Search the records for lines that contain the word "messages". Copy them all.
━━ DATA SECTION
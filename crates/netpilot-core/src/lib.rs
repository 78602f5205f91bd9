#[cfg(not(target_os = "linux"))]
compile_error!("netpilot-core drives the Linux routing tables and only builds for Linux targets.");

mod arbitrator;
pub mod broadcast;
pub mod clock;
pub mod config;
pub mod connectivity;
pub mod dns;
pub mod error;
pub mod features;
pub mod hsm;
pub mod inet;
pub mod link;
pub mod netd;
pub mod policy;
pub mod proxy;
pub mod reconcile;
pub mod registry;
pub mod service;
pub mod settings;
pub mod tracker;
pub mod types;
pub mod wakelock;

#[cfg(test)]
mod scenarios;

pub use broadcast::{Broadcast, BroadcastSink, ConnectivityChange, Delivery};
pub use config::{CoreConfig, NetworkConfig, NetworkTable, Variant};
pub use connectivity::{LinkEntry, Snapshot};
pub use dns::{DnsOverride, DnsSnapshot};
pub use error::{CoreError, Result};
pub use features::{FeatureUser, StartResult, StopResult};
pub use hsm::fmc::FmcStatus;
pub use hsm::StateId;
pub use link::{LinkAddress, LinkProperties, RouteInfo};
pub use netd::{Netd, RealNetd, ResetMask};
pub use policy::UidRule;
pub use proxy::ProxyInfo;
pub use service::{ConnectivityService, ServiceHandle, ServiceParts};
pub use settings::{Settings, SettingsStore};
pub use tracker::{EventSink, NetworkStateTracker, TrackerEvent};
pub use types::{DetailedState, NetworkInfo, NetworkType, State};
pub use wakelock::WakelockStatus;
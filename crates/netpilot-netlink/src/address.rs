//! Interface addresses read back from the kernel.

use crate::error::{NetlinkError, Result};
use futures::stream::TryStreamExt;
use netlink_packet_route::address::AddressAttribute;
use rtnetlink::new_connection;
use std::net::IpAddr;

#[derive(Debug, Clone, Copy, PartialEq, Eq)]
pub struct InterfaceAddress {
    pub address: IpAddr,
    pub prefix_len: u8,
}

impl InterfaceAddress {
    /// Link-local and loopback addresses never carry traffic for a network.
    pub fn is_routable(&self) -> bool {
        match self.address {
            IpAddr::V4(v4) => !v4.is_loopback() && !v4.is_link_local() && !v4.is_unspecified(),
            IpAddr::V6(v6) => {
                !v6.is_loopback()
                    && !v6.is_unspecified()
                    && (v6.segments()[0] & 0xffc0) != 0xfe80
            }
        }
    }
}

/// Addresses assigned to the interface with kernel index `index`.
pub async fn list_addresses(index: u32) -> Result<Vec<InterfaceAddress>> {
    let (connection, handle, _) = new_connection().map_err(|e| {
        NetlinkError::runtime("creating netlink connection for address dump", e.to_string())
    })?;
    tokio::spawn(connection);

    let mut messages = handle
        .address()
        .get()
        .set_link_index_filter(index)
        .execute();
    let mut addresses = Vec::new();
    while let Some(message) = messages.try_next().await.map_err(|e| {
        NetlinkError::runtime(
            format!("listing addresses for interface index {}", index),
            e.to_string(),
        )
    })? {
        for nla in &message.attributes {
            if let AddressAttribute::Address(ip) = nla {
                addresses.push(InterfaceAddress {
                    address: *ip,
                    prefix_len: message.header.prefix_len,
                });
            }
        }
    }
    Ok(addresses)
}
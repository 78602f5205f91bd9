use serde::{Deserialize, Serialize};

/// Caller privilege, lowest first.
#[derive(Debug, Clone, Copy, Serialize, Deserialize, PartialEq, Eq, PartialOrd, Ord)]
#[serde(rename_all = "snake_case")]
pub enum AuthorizationTier {
    ReadOnly,
    Operator,
    Admin,
}

impl AuthorizationTier {
    pub fn allows(self, required: AuthorizationTier) -> bool {
        self >= required
    }
}

#[derive(Debug, Clone, Serialize, Deserialize)]
pub struct AuthzSummary {
    pub uid: u32,
    pub gid: u32,
    pub pid: u32,
    pub role: AuthorizationTier,
}
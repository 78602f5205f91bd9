use std::collections::HashMap;
use std::fs;
use std::io;
use std::os::unix::io::AsRawFd;

use tokio::net::UnixStream;
use tracing::debug;

use netpilot_ipc::{AuthorizationTier, Endpoint};

use crate::config::DaemonConfig;

#[derive(Debug, Clone, Copy)]
pub struct PeerCred {
    pub pid: u32,
    pub uid: u32,
    pub gid: u32,
}

pub fn peer_credentials(stream: &UnixStream) -> io::Result<PeerCred> {
    let fd = stream.as_raw_fd();
    let mut cred = libc::ucred {
        pid: 0,
        uid: 0,
        gid: 0,
    };
    let mut len = std::mem::size_of::<libc::ucred>() as libc::socklen_t;
    let rc = unsafe {
        libc::getsockopt(
            fd,
            libc::SOL_SOCKET,
            libc::SO_PEERCRED,
            &mut cred as *mut _ as *mut libc::c_void,
            &mut len,
        )
    };
    if rc != 0 {
        return Err(io::Error::last_os_error());
    }

    Ok(PeerCred {
        pid: cred.pid as u32,
        uid: cred.uid,
        gid: cred.gid,
    })
}

/// uid 0 and members of `admin_group` are Admin, members of
/// `operator_group` are Operator, everyone else is ReadOnly.
pub fn authorization_for_peer(peer: &PeerCred, config: &DaemonConfig) -> AuthorizationTier {
    if peer.uid == 0 {
        return AuthorizationTier::Admin;
    }

    match read_supplementary_groups(peer) {
        Ok(group_names) => {
            debug!(
                "peer pid {} uid {} groups: {:?}",
                peer.pid, peer.uid, group_names
            );
            tier_for_groups(&group_names, config)
        }
        Err(err) => {
            debug!(
                "failed to read groups for pid {} uid {}: {}",
                peer.pid, peer.uid, err
            );
            // Fail closed.
            AuthorizationTier::ReadOnly
        }
    }
}

fn tier_for_groups(group_names: &[String], config: &DaemonConfig) -> AuthorizationTier {
    if group_names.contains(&config.admin_group) {
        AuthorizationTier::Admin
    } else if group_names.contains(&config.operator_group) {
        AuthorizationTier::Operator
    } else {
        AuthorizationTier::ReadOnly
    }
}

fn read_supplementary_groups(peer: &PeerCred) -> io::Result<Vec<String>> {
    let status = fs::read_to_string(format!("/proc/{}/status", peer.pid))?;
    let gids = groups_from_status(&status, peer.uid)?;
    let map = parse_group_file(&fs::read_to_string("/etc/group")?);
    Ok(gids
        .into_iter()
        .filter_map(|gid| map.get(&gid).cloned())
        .collect())
}

/// GIDs on the `Groups:` line, after checking the real uid on `Uid:` matches
/// the kernel-provided peer credential.
fn groups_from_status(status: &str, expected_uid: u32) -> io::Result<Vec<u32>> {
    let uid_line = status
        .lines()
        .find(|line| line.starts_with("Uid:"))
        .ok_or_else(|| io::Error::new(io::ErrorKind::NotFound, "Uid line not found"))?;
    let real_uid = uid_line
        .split_whitespace()
        .nth(1)
        .and_then(|s| s.parse::<u32>().ok())
        .ok_or_else(|| io::Error::new(io::ErrorKind::InvalidData, "Uid parse failed"))?;
    if real_uid != expected_uid {
        return Err(io::Error::new(
            io::ErrorKind::PermissionDenied,
            "pid uid mismatch",
        ));
    }

    let groups_line = status
        .lines()
        .find(|line| line.starts_with("Groups:"))
        .ok_or_else(|| io::Error::new(io::ErrorKind::NotFound, "Groups line not found"))?;
    Ok(groups_line
        .trim_start_matches("Groups:")
        .split_whitespace()
        .filter_map(|s| s.parse::<u32>().ok())
        .collect())
}

/// `groupname:x:gid:members`
fn parse_group_file(content: &str) -> HashMap<u32, String> {
    let mut map = HashMap::new();
    for line in content.lines() {
        let mut parts = line.split(':');
        let Some(name) = parts.next() else {
            continue;
        };
        let gid = parts.nth(1).and_then(|s| s.parse::<u32>().ok());
        if let Some(gid) = gid {
            map.insert(gid, name.to_string());
        }
    }
    map
}

pub fn required_tier(endpoint: Endpoint) -> AuthorizationTier {
    match endpoint {
        Endpoint::Health
        | Endpoint::Version
        | Endpoint::Status
        | Endpoint::SnapshotGet
        | Endpoint::ActiveNetworkInfoGet
        | Endpoint::NetworkInfoGet
        | Endpoint::AllNetworkInfoGet
        | Endpoint::ActiveLinkPropertiesGet
        | Endpoint::LinkPropertiesGet
        | Endpoint::ActiveNetworkMeteredGet
        | Endpoint::NetworkSupportedGet
        | Endpoint::NetworkPreferenceGet
        | Endpoint::FeatureUsersList
        | Endpoint::MobileDataGet
        | Endpoint::WakelockStatusGet
        | Endpoint::GlobalProxyGet
        | Endpoint::ProxyGet
        | Endpoint::UidRuleGet
        | Endpoint::FmcStatusGet
        | Endpoint::DnsGet
        | Endpoint::BroadcastsRecent
        | Endpoint::KernelRoutesList
        | Endpoint::LoggingConfigGet => AuthorizationTier::ReadOnly,

        // Feature users are keyed by the caller's own pid.
        Endpoint::FeatureStart
        | Endpoint::FeatureStop
        | Endpoint::RouteToHostRequest
        | Endpoint::InetConditionReport => AuthorizationTier::Operator,

        Endpoint::NetworkPreferenceSet
        | Endpoint::MobileDataSet
        | Endpoint::PolicyDataEnableSet
        | Endpoint::DataDependencySet
        | Endpoint::RadiosSet
        | Endpoint::RadioSet
        | Endpoint::GlobalProxySet
        | Endpoint::UidRuleSet
        | Endpoint::ReprioritizeDns
        | Endpoint::ProcessDied
        | Endpoint::DnsOverrideSet
        | Endpoint::DnsRestore
        | Endpoint::SettingsReload => AuthorizationTier::Operator,

        Endpoint::WakelockRequest
        | Endpoint::FmcStart
        | Endpoint::FmcStop
        | Endpoint::SwitchConnectivity
        | Endpoint::LoggingConfigSet => AuthorizationTier::Admin,
    }
}

pub fn tier_allows(actual: AuthorizationTier, required: AuthorizationTier) -> bool {
    actual.allows(required)
}

#[cfg(test)]
mod tests {
    use super::*;

    const STATUS: &str = "Name:\tnetpilotctl\nUid:\t1000\t1000\t1000\t1000\nGid:\t1000\t1000\t1000\t1000\nGroups:\t4 27 1001 \n";
    const GROUP: &str = "root:x:0:\nadm:x:4:alice\nsudo:x:27:alice\nnetpilot:x:1001:alice\nbroken-line\n";

    #[test]
    fn groups_resolve_through_the_group_file() {
        let gids = groups_from_status(STATUS, 1000).unwrap();
        assert_eq!(gids, vec![4, 27, 1001]);
        let map = parse_group_file(GROUP);
        assert_eq!(map.get(&1001).map(String::as_str), Some("netpilot"));
        assert_eq!(map.len(), 4);
    }

    #[test]
    fn uid_mismatch_fails_closed() {
        let err = groups_from_status(STATUS, 1001).unwrap_err();
        assert_eq!(err.kind(), io::ErrorKind::PermissionDenied);
    }

    #[test]
    fn operator_group_grants_operator() {
        let config = DaemonConfig::from_env();
        let names = vec!["adm".to_string(), config.operator_group.clone()];
        assert_eq!(tier_for_groups(&names, &config), AuthorizationTier::Operator);
        let names = vec![config.admin_group.clone(), config.operator_group.clone()];
        assert_eq!(tier_for_groups(&names, &config), AuthorizationTier::Admin);
        assert_eq!(
            tier_for_groups(&["users".to_string()], &config),
            AuthorizationTier::ReadOnly
        );
    }

    #[test]
    fn mutating_endpoints_need_operator() {
        assert_eq!(required_tier(Endpoint::Status), AuthorizationTier::ReadOnly);
        assert_eq!(
            required_tier(Endpoint::NetworkPreferenceSet),
            AuthorizationTier::Operator
        );
        assert_eq!(required_tier(Endpoint::FeatureStart), AuthorizationTier::Operator);
    }

    #[test]
    fn transitions_need_admin() {
        for endpoint in [
            Endpoint::WakelockRequest,
            Endpoint::FmcStart,
            Endpoint::FmcStop,
            Endpoint::SwitchConnectivity,
        ] {
            assert_eq!(required_tier(endpoint), AuthorizationTier::Admin);
        }
        assert!(!tier_allows(
            AuthorizationTier::Operator,
            required_tier(Endpoint::SwitchConnectivity)
        ));
    }
}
━━━━
• **EXPECTED OUTPUT**:
    let mut messages = handle
    while let Some(message) = messages.try_next().await.map_err(|e| {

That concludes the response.